+++ Data provided
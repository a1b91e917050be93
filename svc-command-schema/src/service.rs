//! Service descriptions
//!
//! A service description bundles the argument schemas of every operation a
//! service exposes, typically shipped as a JSON document next to the SDK.

use crate::ArgumentSchema;
use serde::{Deserialize, Serialize};
use std::path::{Path, PathBuf};
use std::sync::Arc;
use thiserror::Error;

/// Errors that can occur while loading or querying a service description
#[derive(Debug, Error)]
pub enum SchemaError {
    #[error("Failed to read service description '{path}': {source}")]
    Io {
        path: PathBuf,
        #[source]
        source: std::io::Error,
    },

    #[error("Invalid service description: {0}")]
    Parse(#[from] serde_json::Error),

    #[error("Duplicate operation '{0}' in service description")]
    DuplicateOperation(String),

    #[error("Unknown operation: {0}")]
    UnknownOperation(String),
}

/// All operation schemas of one service
#[derive(Debug, Clone, Serialize, Deserialize)]
pub struct ServiceDescription {
    /// Service name
    pub name: String,

    /// Operation schemas, shared with every command built from them
    #[serde(default)]
    pub operations: Vec<Arc<ArgumentSchema>>,
}

impl ServiceDescription {
    /// Create an empty description
    pub fn new(name: impl Into<String>) -> Self {
        Self {
            name: name.into(),
            operations: Vec::new(),
        }
    }

    /// Add an operation schema
    pub fn operation_schema(mut self, schema: ArgumentSchema) -> Self {
        self.operations.push(Arc::new(schema));
        self
    }

    /// Parse a description from a JSON string
    pub fn from_json_str(json: &str) -> Result<Self, SchemaError> {
        let description: Self = serde_json::from_str(json)?;
        description.check_unique()?;
        Ok(description)
    }

    /// Load a description from a JSON file
    pub fn from_path(path: impl AsRef<Path>) -> Result<Self, SchemaError> {
        let path = path.as_ref();
        let json = std::fs::read_to_string(path).map_err(|source| SchemaError::Io {
            path: path.to_path_buf(),
            source,
        })?;
        Self::from_json_str(&json)
    }

    /// Get the shared schema of an operation
    pub fn operation(&self, name: &str) -> Result<Arc<ArgumentSchema>, SchemaError> {
        self.operations
            .iter()
            .find(|schema| schema.name == name)
            .cloned()
            .ok_or_else(|| SchemaError::UnknownOperation(name.to_string()))
    }

    /// Names of all operations, in declaration order
    pub fn operation_names(&self) -> impl Iterator<Item = &str> {
        self.operations.iter().map(|schema| schema.name.as_str())
    }

    fn check_unique(&self) -> Result<(), SchemaError> {
        for (i, schema) in self.operations.iter().enumerate() {
            if self.operations[..i].iter().any(|s| s.name == schema.name) {
                return Err(SchemaError::DuplicateOperation(schema.name.clone()));
            }
        }
        Ok(())
    }
}
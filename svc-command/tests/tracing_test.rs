//! Subscriber installation tests
//!
//! Kept in their own test binary: the global subscriber would otherwise
//! format output for every unit test in the crate.

#![cfg(feature = "subscriber")]

use svc_command::tracing_support::{init_subscriber_with_config, TracingConfig, TracingFormat};

#[test]
fn test_second_init_is_rejected() {
    let config = TracingConfig {
        filter: Some("svc_command=warn".to_string()),
        format: TracingFormat::Compact,
        timestamps: false,
        ..TracingConfig::default()
    };

    assert!(init_subscriber_with_config(config.clone()).is_ok());
    assert!(init_subscriber_with_config(config).is_err());
}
++++++
In the listing above, count every line that holds "Deserialize". Give only the number.

2